Action item:
The first line of the entries through the line bearing "a pooled session.": copy these lines exactly and return nothing else.
*** Exercise inputs Section Begins ***
//! Process-wide connection pool.
//!
//! Sessions are pooled by `(host, port, username, device-type)`. An entry
//! is handed to at most one caller at a time (the in-use flag), a second
//! live entry for a key is rejected, and a background reaper closes
//! entries idle longer than ten minutes. The map and flags live behind a
//! single synchronous lock; sessions are closed outside it.

use std::collections::HashMap;
use std::sync::atomic::{AtomicBool, Ordering};
use std::sync::{Arc, Mutex};
use std::time::{Duration, Instant};

use log::{debug, warn};
use once_cell::sync::Lazy;
use tokio::sync::Mutex as AsyncMutex;

use crate::credentials::Credentials;
use crate::error::PoolError;
use crate::session::DeviceSession;

/// How long an entry may sit unused before the reaper closes it.
pub const IDLE_TIMEOUT: Duration = Duration::from_secs(10 * 60);

/// How often the reaper wakes up.
pub const REAP_INTERVAL: Duration = Duration::from_secs(60);

static GLOBAL_POOL: Lazy<Arc<ConnectionPool>> = Lazy::new(ConnectionPool::new);

type SharedSession = Arc<AsyncMutex<Box<dyn DeviceSession>>>;

/// Identity of a pooled session.
#[derive(Debug, Clone, PartialEq, Eq, Hash)]
pub struct PoolKey {
    pub host: String,
    pub port: u16,
    pub username: String,
    pub device_type: String,
}

impl PoolKey {
    pub fn from_credentials(credentials: &Credentials) -> Self {
        Self {
            host: credentials.host.clone(),
            port: credentials.port,
            username: credentials.username.clone(),
            device_type: credentials.device_type.to_lowercase(),
        }
    }
}

impl std::fmt::Display for PoolKey {
    fn fmt(&self, f: &mut std::fmt::Formatter<'_>) -> std::fmt::Result {
        write!(
            f,
            "{}@{}:{}/{}",
            self.username, self.host, self.port, self.device_type
        )
    }
}

struct PoolEntry {
    session: SharedSession,
    in_use: bool,
    last_used: Instant,
}

/// The pool itself. Use [`ConnectionPool::global`] for the process-wide
/// instance; tests construct their own.
pub struct ConnectionPool {
    entries: Mutex<HashMap<PoolKey, PoolEntry>>,
    reaper_started: AtomicBool,
}

impl ConnectionPool {
    pub fn new() -> Arc<Self> {
        Arc::new(Self {
            entries: Mutex::new(HashMap::new()),
            reaper_started: AtomicBool::new(false),
        })
    }

    /// The process-wide pool.
    pub fn global() -> Arc<Self> {
        GLOBAL_POOL.clone()
    }

    /// Try to check out the session for `key`.
    ///
    /// Returns `Ok(None)` on a miss. A busy entry is an error only for an
    /// exclusive acquire; otherwise it is treated as a miss and the caller
    /// opens an unpooled session.
    pub fn acquire(
        self: &Arc<Self>,
        key: &PoolKey,
        exclusive: bool,
    ) -> std::result::Result<Option<PooledSession>, PoolError> {
        let mut entries = self.entries.lock().unwrap();
        let Some(entry) = entries.get_mut(key) else {
            return Ok(None);
        };

        if entry.in_use {
            if exclusive {
                return Err(PoolError::Busy {
                    key: key.to_string(),
                });
            }
            debug!("pool entry {} busy, treating as miss", key);
            return Ok(None);
        }

        // The entry is free, so nothing holds the session lock; a failed
        // try_lock would mean the in-use flag lied.
        let healthy = match entry.session.try_lock() {
            Ok(session) => session.is_connected() && session.core().is_healthy(),
            Err(_) => false,
        };
        if !healthy {
            debug!("pool entry {} is dead, evicting", key);
            let entry = entries.remove(key).unwrap();
            drop(entries);
            Self::close_in_background(key.clone(), entry.session);
            return Ok(None);
        }

        entry.in_use = true;
        Ok(Some(PooledSession {
            key: key.clone(),
            session: entry.session.clone(),
            pool: self.clone(),
        }))
    }

    /// Insert a session for `key`, checked out to the caller.
    ///
    /// A live entry for the key is never replaced; the offered session is
    /// handed back so the caller can close it.
    pub fn insert(
        self: &Arc<Self>,
        key: PoolKey,
        session: Box<dyn DeviceSession>,
    ) -> std::result::Result<PooledSession, (PoolError, Box<dyn DeviceSession>)> {
        self.ensure_reaper();

        let mut entries = self.entries.lock().unwrap();
        if let Some(existing) = entries.get(&key) {
            let live = existing.in_use
                || match existing.session.try_lock() {
                    Ok(session) => session.is_connected() && session.core().is_healthy(),
                    Err(_) => true,
                };
            if live {
                return Err((
                    PoolError::DuplicateKey {
                        key: key.to_string(),
                    },
                    session,
                ));
            }
            let dead = entries.remove(&key).unwrap();
            Self::close_in_background(key.clone(), dead.session);
        }

        let shared: SharedSession = Arc::new(AsyncMutex::new(session));
        entries.insert(
            key.clone(),
            PoolEntry {
                session: shared.clone(),
                in_use: true,
                last_used: Instant::now(),
            },
        );
        debug!("pooled session inserted for {}", key);

        Ok(PooledSession {
            key,
            session: shared,
            pool: self.clone(),
        })
    }

    /// Return a checked-out session to the pool.
    fn release(&self, key: &PoolKey) {
        let mut entries = self.entries.lock().unwrap();
        if let Some(entry) = entries.get_mut(key) {
            entry.in_use = false;
            entry.last_used = Instant::now();
        }
    }

    /// Drop an entry (cancelled or unhealthy session) and close it.
    pub fn remove(&self, key: &PoolKey) {
        let removed = {
            let mut entries = self.entries.lock().unwrap();
            entries.remove(key)
        };
        if let Some(entry) = removed {
            Self::close_in_background(key.clone(), entry.session);
        }
    }

    /// Close entries idle longer than [`IDLE_TIMEOUT`].
    pub fn reap(&self) {
        self.reap_idle_longer_than(IDLE_TIMEOUT);
    }

    /// Reap with an explicit idle threshold.
    ///
    /// Expired entries are collected under the lock and closed after it is
    /// released.
    pub fn reap_idle_longer_than(&self, idle: Duration) {
        let expired: Vec<(PoolKey, SharedSession)> = {
            let mut entries = self.entries.lock().unwrap();
            let keys: Vec<PoolKey> = entries
                .iter()
                .filter(|(_, e)| !e.in_use && e.last_used.elapsed() >= idle)
                .map(|(k, _)| k.clone())
                .collect();
            keys.into_iter()
                .map(|k| {
                    let entry = entries.remove(&k).unwrap();
                    (k, entry.session)
                })
                .collect()
        };

        for (key, session) in expired {
            debug!("reaping idle pooled session for {}", key);
            Self::close_in_background(key, session);
        }
    }

    /// Close every entry, waiting for each disconnect.
    pub async fn force_cleanup(&self) {
        let drained: Vec<(PoolKey, SharedSession)> = {
            let mut entries = self.entries.lock().unwrap();
            entries.drain().map(|(k, e)| (k, e.session)).collect()
        };

        for (key, session) in drained {
            let mut session = session.lock().await;
            if let Err(e) = session.disconnect().await {
                warn!("closing pooled session {} failed: {}", key, e);
            }
        }
    }

    /// Number of entries currently in the pool.
    pub fn len(&self) -> usize {
        self.entries.lock().unwrap().len()
    }

    /// Whether the pool is empty.
    pub fn is_empty(&self) -> bool {
        self.len() == 0
    }

    /// Whether an entry exists for `key`.
    pub fn contains(&self, key: &PoolKey) -> bool {
        self.entries.lock().unwrap().contains_key(key)
    }

    /// Spawn the periodic reaper once.
    fn ensure_reaper(self: &Arc<Self>) {
        if tokio::runtime::Handle::try_current().is_err() {
            return;
        }
        if self.reaper_started.swap(true, Ordering::SeqCst) {
            return;
        }
        let pool = Arc::downgrade(self);
        tokio::spawn(async move {
            let mut ticker = tokio::time::interval(REAP_INTERVAL);
            ticker.tick().await;
            loop {
                ticker.tick().await;
                let Some(pool) = pool.upgrade() else {
                    return;
                };
                pool.reap();
            }
        });
    }

    /// Disconnect a session on a background task, outside any pool lock.
    fn close_in_background(key: PoolKey, session: SharedSession) {
        if tokio::runtime::Handle::try_current().is_err() {
            // No runtime (synchronous teardown): dropping the session
            // closes the transport with it.
            return;
        }
        tokio::spawn(async move {
            let mut session = session.lock().await;
            if let Err(e) = session.disconnect().await {
                debug!("closing pooled session {} failed: {}", key, e);
            }
        });
    }
}

/// A session checked out of the pool.
///
/// Dropping the guard returns the entry to the pool and refreshes its
/// idle timestamp.
pub struct PooledSession {
    key: PoolKey,
    session: SharedSession,
    pool: Arc<ConnectionPool>,
}

impl PooledSession {
    pub fn key(&self) -> &PoolKey {
        &self.key
    }

    /// The shared session handle.
    pub fn session(&self) -> &SharedSession {
        &self.session
    }
}

impl Drop for PooledSession {
    fn drop(&mut self) {
        self.pool.release(&self.key);
    }
}

#[cfg(test)]
mod tests {
    use super::*;
    use crate::options::AdvancedOptions;
    use crate::vendors::GenericSession;

    fn key(host: &str) -> PoolKey {
        PoolKey {
            host: host.to_string(),
            port: 22,
            username: "admin".to_string(),
            device_type: "generic".to_string(),
        }
    }

    fn session(host: &str) -> Box<dyn DeviceSession> {
        Box::new(GenericSession::new(
            Credentials::password_login(host, "admin", "pw", "generic"),
            AdvancedOptions::default(),
        ))
    }

    #[tokio::test]
    async fn test_acquire_miss_on_empty_pool() {
        let pool = ConnectionPool::new();
        assert!(pool.acquire(&key("h1"), false).unwrap().is_none());
    }

    #[tokio::test]
    async fn test_insert_rejects_duplicate_live_key() {
        let pool = ConnectionPool::new();
        let _guard = pool.insert(key("h1"), session("h1")).ok().unwrap();
        // The first entry is checked out, so it is live by definition.
        let result = pool.insert(key("h1"), session("h1"));
        assert!(matches!(result, Err((PoolError::DuplicateKey { .. }, _))));
        assert_eq!(pool.len(), 1);
    }

    #[tokio::test]
    async fn test_concurrent_inserts_keep_one_live_entry() {
        let pool = ConnectionPool::new();
        let mut handles = Vec::new();
        for _ in 0..8 {
            let pool = pool.clone();
            // Winners keep their guard so the entry stays visibly live
            // while the other inserts race.
            handles.push(tokio::spawn(async move {
                pool.insert(key("h1"), session("h1")).ok()
            }));
        }

        let mut winners = Vec::new();
        for handle in handles {
            if let Some(guard) = handle.await.unwrap() {
                winners.push(guard);
            }
        }
        assert_eq!(winners.len(), 1, "exactly one insert may win");
        assert_eq!(pool.len(), 1);
    }

    #[tokio::test]
    async fn test_busy_entry_is_miss_unless_exclusive() {
        let pool = ConnectionPool::new();
        let guard = pool.insert(key("h1"), session("h1")).ok().unwrap();

        // Non-exclusive: miss
        assert!(pool.acquire(&key("h1"), false).unwrap().is_none());
        // Exclusive: busy error
        assert!(matches!(
            pool.acquire(&key("h1"), true),
            Err(PoolError::Busy { .. })
        ));

        drop(guard);
        // Released entries are disconnected mock-less sessions, so the
        // health check evicts them rather than handing them out.
        assert!(pool.acquire(&key("h1"), false).unwrap().is_none());
    }

    #[tokio::test]
    async fn test_release_refreshes_and_clears_in_use() {
        let pool = ConnectionPool::new();
        let guard = pool.insert(key("h1"), session("h1")).ok().unwrap();
        drop(guard);
        // In-use flag cleared: an exclusive acquire no longer reports busy.
        assert!(!matches!(
            pool.acquire(&key("h1"), true),
            Err(PoolError::Busy { .. })
        ));
    }

    #[tokio::test]
    async fn test_reap_closes_idle_entries() {
        let pool = ConnectionPool::new();
        let guard = pool.insert(key("h1"), session("h1")).ok().unwrap();
        drop(guard);
        assert_eq!(pool.len(), 1);

        // Nothing is older than ten minutes yet.
        pool.reap();
        assert_eq!(pool.len(), 1);

        // With a zero threshold the entry expires immediately.
        pool.reap_idle_longer_than(Duration::ZERO);
        assert_eq!(pool.len(), 0);
    }

    #[tokio::test]
    async fn test_reap_skips_in_use_entries() {
        let pool = ConnectionPool::new();
        let _guard = pool.insert(key("h1"), session("h1")).ok().unwrap();
        pool.reap_idle_longer_than(Duration::ZERO);
        assert_eq!(pool.len(), 1, "checked-out entries must survive the reaper");
    }

    #[tokio::test]
    async fn test_force_cleanup_empties_the_pool() {
        let pool = ConnectionPool::new();
        drop(pool.insert(key("h1"), session("h1")).ok().unwrap());
        drop(pool.insert(key("h2"), session("h2")).ok().unwrap());
        assert_eq!(pool.len(), 2);

        pool.force_cleanup().await;
        assert!(pool.is_empty());
    }

    #[tokio::test]
    async fn test_remove_evicts_entry() {
        let pool = ConnectionPool::new();
        drop(pool.insert(key("h1"), session("h1")).ok().unwrap());
        pool.remove(&key("h1"));
        assert!(!pool.contains(&key("h1")));
    }

    #[test]
    fn test_pool_key_display() {
        assert_eq!(key("h1").to_string(), "admin@h1:22/generic");
    }
}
*** Exercise inputs Section Ends ***
Finished exercise:
//! Process-wide connection pool.
//!
//! Sessions are pooled by `(host, port, username, device-type)`. An entry
//! is handed to at most one caller at a time (the in-use flag), a second
//! live entry for a key is rejected, and a background reaper closes
//! entries idle longer than ten minutes. The map and flags live behind a
//! single synchronous lock; sessions are closed outside it.

use std::collections::HashMap;
use std::sync::atomic::{AtomicBool, Ordering};
use std::sync::{Arc, Mutex};
use std::time::{Duration, Instant};

use log::{debug, warn};
use once_cell::sync::Lazy;
use tokio::sync::Mutex as AsyncMutex;

use crate::credentials::Credentials;
use crate::error::PoolError;
use crate::session::DeviceSession;

/// How long an entry may sit unused before the reaper closes it.
pub const IDLE_TIMEOUT: Duration = Duration::from_secs(10 * 60);

/// How often the reaper wakes up.
pub const REAP_INTERVAL: Duration = Duration::from_secs(60);

static GLOBAL_POOL: Lazy<Arc<ConnectionPool>> = Lazy::new(ConnectionPool::new);

type SharedSession = Arc<AsyncMutex<Box<dyn DeviceSession>>>;

/// Identity of a pooled session.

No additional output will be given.